Start of Block

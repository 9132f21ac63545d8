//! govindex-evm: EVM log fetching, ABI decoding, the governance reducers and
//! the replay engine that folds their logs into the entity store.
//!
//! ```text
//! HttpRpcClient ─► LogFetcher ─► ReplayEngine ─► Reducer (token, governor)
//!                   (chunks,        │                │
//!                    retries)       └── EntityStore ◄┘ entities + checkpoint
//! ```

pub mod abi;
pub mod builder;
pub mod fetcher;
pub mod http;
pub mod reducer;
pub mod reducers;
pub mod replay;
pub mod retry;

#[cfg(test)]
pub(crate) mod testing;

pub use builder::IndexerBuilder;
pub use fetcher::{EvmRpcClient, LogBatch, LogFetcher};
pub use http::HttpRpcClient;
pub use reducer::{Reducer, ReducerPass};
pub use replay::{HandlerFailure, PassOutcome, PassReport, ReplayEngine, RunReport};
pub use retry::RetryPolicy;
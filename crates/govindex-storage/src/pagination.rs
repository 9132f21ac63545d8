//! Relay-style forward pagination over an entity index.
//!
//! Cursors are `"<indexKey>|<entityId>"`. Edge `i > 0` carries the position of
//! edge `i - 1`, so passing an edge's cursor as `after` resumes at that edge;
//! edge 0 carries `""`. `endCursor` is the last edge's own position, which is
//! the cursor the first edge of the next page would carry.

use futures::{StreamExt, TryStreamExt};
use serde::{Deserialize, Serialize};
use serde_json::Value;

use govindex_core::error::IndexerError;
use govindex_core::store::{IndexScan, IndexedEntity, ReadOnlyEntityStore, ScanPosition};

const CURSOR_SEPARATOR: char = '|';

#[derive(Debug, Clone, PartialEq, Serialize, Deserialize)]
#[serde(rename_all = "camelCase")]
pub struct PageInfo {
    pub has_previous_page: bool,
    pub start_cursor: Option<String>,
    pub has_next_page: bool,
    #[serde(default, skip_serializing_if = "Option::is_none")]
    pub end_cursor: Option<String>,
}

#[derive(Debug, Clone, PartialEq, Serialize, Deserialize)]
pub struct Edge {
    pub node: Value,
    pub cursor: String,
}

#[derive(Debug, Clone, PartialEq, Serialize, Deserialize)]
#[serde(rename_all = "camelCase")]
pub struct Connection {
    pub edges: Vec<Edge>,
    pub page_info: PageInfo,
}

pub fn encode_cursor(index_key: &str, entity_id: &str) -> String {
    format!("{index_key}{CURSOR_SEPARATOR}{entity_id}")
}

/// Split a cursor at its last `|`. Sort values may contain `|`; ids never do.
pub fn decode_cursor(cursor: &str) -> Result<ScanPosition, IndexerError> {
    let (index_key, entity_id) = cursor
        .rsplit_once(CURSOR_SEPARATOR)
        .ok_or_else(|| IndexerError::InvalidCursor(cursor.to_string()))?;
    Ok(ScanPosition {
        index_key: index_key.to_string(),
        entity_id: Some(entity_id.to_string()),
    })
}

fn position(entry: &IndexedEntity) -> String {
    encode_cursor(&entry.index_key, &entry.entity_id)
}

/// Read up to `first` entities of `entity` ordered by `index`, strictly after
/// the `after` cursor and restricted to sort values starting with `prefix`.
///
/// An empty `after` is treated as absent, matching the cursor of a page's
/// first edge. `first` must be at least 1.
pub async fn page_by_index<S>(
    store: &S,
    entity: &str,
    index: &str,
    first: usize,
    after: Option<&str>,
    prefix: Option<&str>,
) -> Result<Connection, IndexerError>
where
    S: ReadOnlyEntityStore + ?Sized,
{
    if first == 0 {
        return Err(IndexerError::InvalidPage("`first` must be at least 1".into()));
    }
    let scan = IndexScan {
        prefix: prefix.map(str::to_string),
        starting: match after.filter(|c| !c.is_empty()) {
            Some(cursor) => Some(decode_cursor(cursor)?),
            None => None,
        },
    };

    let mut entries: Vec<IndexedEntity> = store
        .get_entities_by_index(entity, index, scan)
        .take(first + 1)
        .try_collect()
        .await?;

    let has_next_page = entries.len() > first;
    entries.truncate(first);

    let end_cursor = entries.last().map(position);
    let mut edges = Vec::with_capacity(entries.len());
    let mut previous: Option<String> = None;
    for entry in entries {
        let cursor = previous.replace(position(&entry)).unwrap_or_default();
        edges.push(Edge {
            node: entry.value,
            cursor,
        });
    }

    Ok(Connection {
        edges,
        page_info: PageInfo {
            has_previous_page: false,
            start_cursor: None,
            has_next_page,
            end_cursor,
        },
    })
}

End of Block

**Work to complete:**
Restate the records above word for word, omitting nothing.

**Finished exercise:**
repository 9132f21ac63545d8
//! govindex-evm: EVM log fetching, ABI decoding, the governance reducers and
//! the replay engine that folds their logs into the entity store.
//!
//! ```text
//! HttpRpcClient ─► LogFetcher ─► ReplayEngine ─► Reducer (token, governor)
//!                   (chunks,        │                │
//!                    retries)       └── EntityStore ◄┘ entities + checkpoint
//! ```

pub mod abi;
pub mod builder;
pub mod fetcher;
pub mod http;
pub mod reducer;
pub mod reducers;
pub mod replay;
pub mod retry;

#[cfg(test)]
pub(crate) mod testing;

pub use builder::IndexerBuilder;
pub use fetcher::{EvmRpcClient, LogBatch, LogFetcher};
pub use http::HttpRpcClient;
pub use reducer::{Reducer, ReducerPass};
pub use replay::{HandlerFailure, PassOutcome, PassReport, ReplayEngine, RunReport};
pub use retry::RetryPolicy;
filename crates/govindex-storage/src/pagination.rs
repository 9132f21ac63545d8
//! Relay-style forward pagination over an entity index.
//!
//! Cursors are `"<indexKey>|<entityId>"`. Edge `i > 0` carries the position of
//! edge `i - 1`, so passing an edge's cursor as `after` resumes at that edge;
//! edge 0 carries `""`. `endCursor` is the last edge's own position, which is
//! the cursor the first edge of the next page would carry.

use futures::{StreamExt, TryStreamExt};
use serde::{Deserialize, Serialize};
use serde_json::Value;

use govindex_core::error::IndexerError;
use govindex_core::store::{IndexScan, IndexedEntity, ReadOnlyEntityStore, ScanPosition};

const CURSOR_SEPARATOR: char = '|';

#[derive(Debug, Clone, PartialEq, Serialize, Deserialize)]
#[serde(rename_all = "camelCase")]
pub struct PageInfo {
    pub has_previous_page: bool,
    pub start_cursor: Option<String>,
    pub has_next_page: bool,
    #[serde(default, skip_serializing_if = "Option::is_none")]
    pub end_cursor: Option<String>,
}

#[derive(Debug, Clone, PartialEq, Serialize, Deserialize)]
pub struct Edge {
    pub node: Value,
    pub cursor: String,
}

#[derive(Debug, Clone, PartialEq, Serialize, Deserialize)]
#[serde(rename_all = "camelCase")]
pub struct Connection {
    pub edges: Vec<Edge>,
    pub page_info: PageInfo,
}

pub fn encode_cursor(index_key: &str, entity_id: &str) -> String {
    format!("{index_key}{CURSOR_SEPARATOR}{entity_id}")
}

/// Split a cursor at its last `|`. Sort values may contain `|`; ids never do.
pub fn decode_cursor(cursor: &str) -> Result<ScanPosition, IndexerError> {
    let (index_key, entity_id) = cursor
        .rsplit_once(CURSOR_SEPARATOR)
        .ok_or_else(|| IndexerError::InvalidCursor(cursor.to_string()))?;
    Ok(ScanPosition {
        index_key: index_key.to_string(),
        entity_id: Some(entity_id.to_string()),
    })
}

fn position(entry: &IndexedEntity) -> String {
    encode_cursor(&entry.index_key, &entry.entity_id)
}

/// Read up to `first` entities of `entity` ordered by `index`, strictly after
/// the `after` cursor and restricted to sort values starting with `prefix`.
///
/// An empty `after` is treated as absent, matching the cursor of a page's
/// first edge. `first` must be at least 1.
pub async fn page_by_index<S>(
    store: &S,
    entity: &str,
    index: &str,
    first: usize,
    after: Option<&str>,
    prefix: Option<&str>,
) -> Result<Connection, IndexerError>
where
    S: ReadOnlyEntityStore + ?Sized,
{
    if first == 0 {
        return Err(IndexerError::InvalidPage("`first` must be at least 1".into()));
    }
    let scan = IndexScan {
        prefix: prefix.map(str::to_string),
        starting: match after.filter(|c| !c.is_empty()) {
            Some(cursor) => Some(decode_cursor(cursor)?),
            None => None,
        },
    };

    let mut entries: Vec<IndexedEntity> = store
        .get_entities_by_index(entity, index, scan)
        .take(first + 1)
        .try_collect()
        .await?;

    let has_next_page = entries.len() > first;
    entries.truncate(first);

    let end_cursor = entries.last().map(position);
    let mut edges = Vec::with_capacity(entries.len());
    let mut previous: Option<String> = None;
    for entry in entries {
        let cursor = previous.replace(position(&entry)).unwrap_or_default();
        edges.push(Edge {
            node: entry.value,
            cursor,
        });
    }

    Ok(Connection {
        edges,
        page_info: PageInfo {
            has_previous_page: false,
            start_cursor: None,
            has_next_page,
            end_cursor,
        },
    })
}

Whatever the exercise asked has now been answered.